Con vela de capa y a veinte millas de las rompientes, el «Espíritu Santo» corre bajo el temporal con hidalguía. La única inquietud del capitán es la costalada de algún marinero de guardia que no haya sabido todavía conservar el equilibrio en cubierta, y el alarido fatídico de Pinto o de Miranda, jefes de estribor y babor, imponiéndose sobre el bramar de los vientos para anunciar: «¡Hombre al agua!». Quien caiga, jamás retornará al brick, lo tragarán las olas, no habrá tiempo ni espacio para arriesgar la maniobra de rescate; y la moral de la tripulación se resquebrajaría, anulando el penoso trabajo aleccionador empeñado desde el día en que zarparon de Río de Janeiro.

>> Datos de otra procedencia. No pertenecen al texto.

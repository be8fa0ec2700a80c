//! Campus Share server binary.

use std::error::Error;
use std::sync::Arc;

use tokio::net::TcpListener;
use tokio::signal;
use tower_http::timeout::TimeoutLayer;
use tracing_subscriber::EnvFilter;

use campus_share::adapters::http::{app_router, AppState, BackendPorts, SessionManager};
use campus_share::adapters::memory::{MemoryAuthProvider, MemoryBackend, MemorySessionStore};
use campus_share::adapters::supabase::SupabaseClient;
use campus_share::config::{AppConfig, BackendProvider, ConfigError};

#[tokio::main]
async fn main() -> Result<(), Box<dyn Error + Send + Sync>> {
    let config = AppConfig::load()?;
    init_tracing(&config);
    config.validate().map_err(ConfigError::from)?;

    let ports = match config.backend.provider {
        BackendProvider::Supabase => {
            tracing::info!(url = %config.backend.url, "Using Supabase backend");
            BackendPorts::supabase(SupabaseClient::from_config(&config.backend)?)
        }
        BackendProvider::Memory => {
            tracing::warn!("Using in-memory backend; data is lost on restart");
            BackendPorts::in_memory(
                Arc::new(MemoryBackend::new()),
                Arc::new(MemoryAuthProvider::new()),
            )
        }
    };
    let sessions = SessionManager::new(Arc::new(MemorySessionStore::new()), &config.session)?;
    let state = AppState::new(ports, sessions, config.session.refresh_window());

    let app = app_router(state).layer(TimeoutLayer::new(config.server.request_timeout()));

    let address = config.server.socket_addr()?;
    let listener = TcpListener::bind(address).await?;
    tracing::info!(%address, environment = %config.server.environment, "Server running");

    axum::serve(listener, app)
        .with_graceful_shutdown(shutdown_signal())
        .await?;

    tracing::info!("Server shut down");
    Ok(())
}

fn init_tracing(config: &AppConfig) {
    let filter = EnvFilter::try_from_default_env()
        .unwrap_or_else(|_| EnvFilter::new(&config.server.log_level));
    let builder = tracing_subscriber::fmt().with_env_filter(filter);
    if config.is_production() {
        builder.json().init();
    } else {
        builder.init();
    }
}

async fn shutdown_signal() {
    let ctrl_c = async {
        if let Err(e) = signal::ctrl_c().await {
            tracing::error!(error = %e, "Failed to listen for Ctrl+C");
            std::future::pending::<()>().await;
        }
    };

    #[cfg(unix)]
    let terminate = async {
        match signal::unix::signal(signal::unix::SignalKind::terminate()) {
            Ok(mut sig) => {
                sig.recv().await;
            }
            Err(e) => {
                tracing::error!(error = %e, "Failed to install SIGTERM handler");
                std::future::pending::<()>().await;
            }
        }
    };

    #[cfg(not(unix))]
    let terminate = std::future::pending::<()>();

    tokio::select! {
        _ = ctrl_c => tracing::info!("Received Ctrl+C, shutting down"),
        _ = terminate => tracing::info!("Received terminate signal, shutting down"),
    }
}
//! Profile records and the signed-in user view kept in the web session.

use serde::{Deserialize, Serialize};

use crate::domain::foundation::{BackendUser, UserId};

use super::Role;

/// Row of the `user_profiles` table.
#[derive(Debug, Clone, PartialEq, Eq, Serialize, Deserialize)]
pub struct UserProfile {
    pub user_id: UserId,
    pub email: String,
    pub role: Role,
    pub full_name: String,
    #[serde(default, skip_serializing_if = "Option::is_none")]
    pub student_id: Option<String>,
    #[serde(default, skip_serializing_if = "Option::is_none")]
    pub faculty_id: Option<String>,
    #[serde(default, skip_serializing_if = "Option::is_none")]
    pub department: Option<String>,
}

/// Registration details before the auth provider has assigned a user id.
#[derive(Debug, Clone, Default)]
pub struct NewProfile {
    pub email: String,
    pub role: Role,
    pub full_name: String,
    pub student_id: String,
    pub faculty_id: String,
    pub department: String,
}

impl NewProfile {
    /// Builds the stored profile, keeping only the identifiers that apply to the role.
    pub fn into_profile(self, user_id: UserId) -> UserProfile {
        let (student_id, faculty_id, department) = match self.role {
            Role::Student => (non_empty(self.student_id), None, None),
            Role::Faculty => (None, non_empty(self.faculty_id), non_empty(self.department)),
            Role::Admin => (None, None, None),
        };
        UserProfile {
            user_id,
            email: self.email,
            role: self.role,
            full_name: self.full_name,
            student_id,
            faculty_id,
            department,
        }
    }
}

fn non_empty(value: String) -> Option<String> {
    let trimmed = value.trim();
    if trimmed.is_empty() {
        None
    } else {
        Some(trimmed.to_string())
    }
}

/// The signed-in user as remembered by the web session.
#[derive(Debug, Clone, PartialEq, Eq)]
pub struct SessionUser {
    pub user_id: UserId,
    /// Email used to sign in; shown as the username.
    pub email: String,
    pub role: Role,
    pub full_name: String,
    pub student_id: String,
    pub faculty_id: String,
    pub department: String,
    pub is_admin: bool,
}

impl SessionUser {
    /// Session view of a user that has a profile row.
    pub fn from_profile(email: impl Into<String>, profile: &UserProfile) -> Self {
        Self {
            user_id: profile.user_id.clone(),
            email: email.into(),
            role: profile.role,
            full_name: profile.full_name.clone(),
            student_id: profile.student_id.clone().unwrap_or_default(),
            faculty_id: profile.faculty_id.clone().unwrap_or_default(),
            department: profile.department.clone().unwrap_or_default(),
            is_admin: profile.role.is_admin(),
        }
    }

    /// Session view of an account without a profile row: a plain student.
    pub fn without_profile(user: &BackendUser) -> Self {
        Self {
            user_id: user.id.clone(),
            email: user.email.clone(),
            role: Role::Student,
            full_name: String::new(),
            student_id: String::new(),
            faculty_id: String::new(),
            department: String::new(),
            is_admin: false,
        }
    }

    /// Name to greet the user with.
    pub fn display_name(&self) -> &str {
        if self.full_name.is_empty() {
            &self.email
        } else {
            &self.full_name
        }
    }
}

Pone el oído en ese posible grito, asomándose por la puerta de la cámara, sin importarle que se moje su tricornio sujeto con barbijo. Asido al pasamanos, bordea la cámara, observa al timonel, firme bajo la lluvia, ojea rápidamente la vela de capa: todo anda bien, si es posible pensar así en una atmósfera que parece convulsionada por los demonios. Retorna a la cámara, se quita el tricornio, lo arroja a un rincón, sin molestarse por enjugarlo, y suspira aliviado, pues el grito temido no resonó, y tal vez no resuene mientras la tormenta se digne importunar. Con él están Luis de Almeida y el jesuíta Araújo, moviendo su labios en un rezo maquinal y mudo. Esperarán, no cabe otra cosa.

Sólo veinte minutos, menos de lo que había calculado. El barómetro indica otra vez tiempo bueno. Sale a cubierta, sacudiendo el tricornio, ansioso de los primeros rayos de sol. Cesa la lluvia, amaina el viento, se rasgan las nubes; pero el mar continúa revuelto, con oleaje verdinegro y crestas de turbias espumas.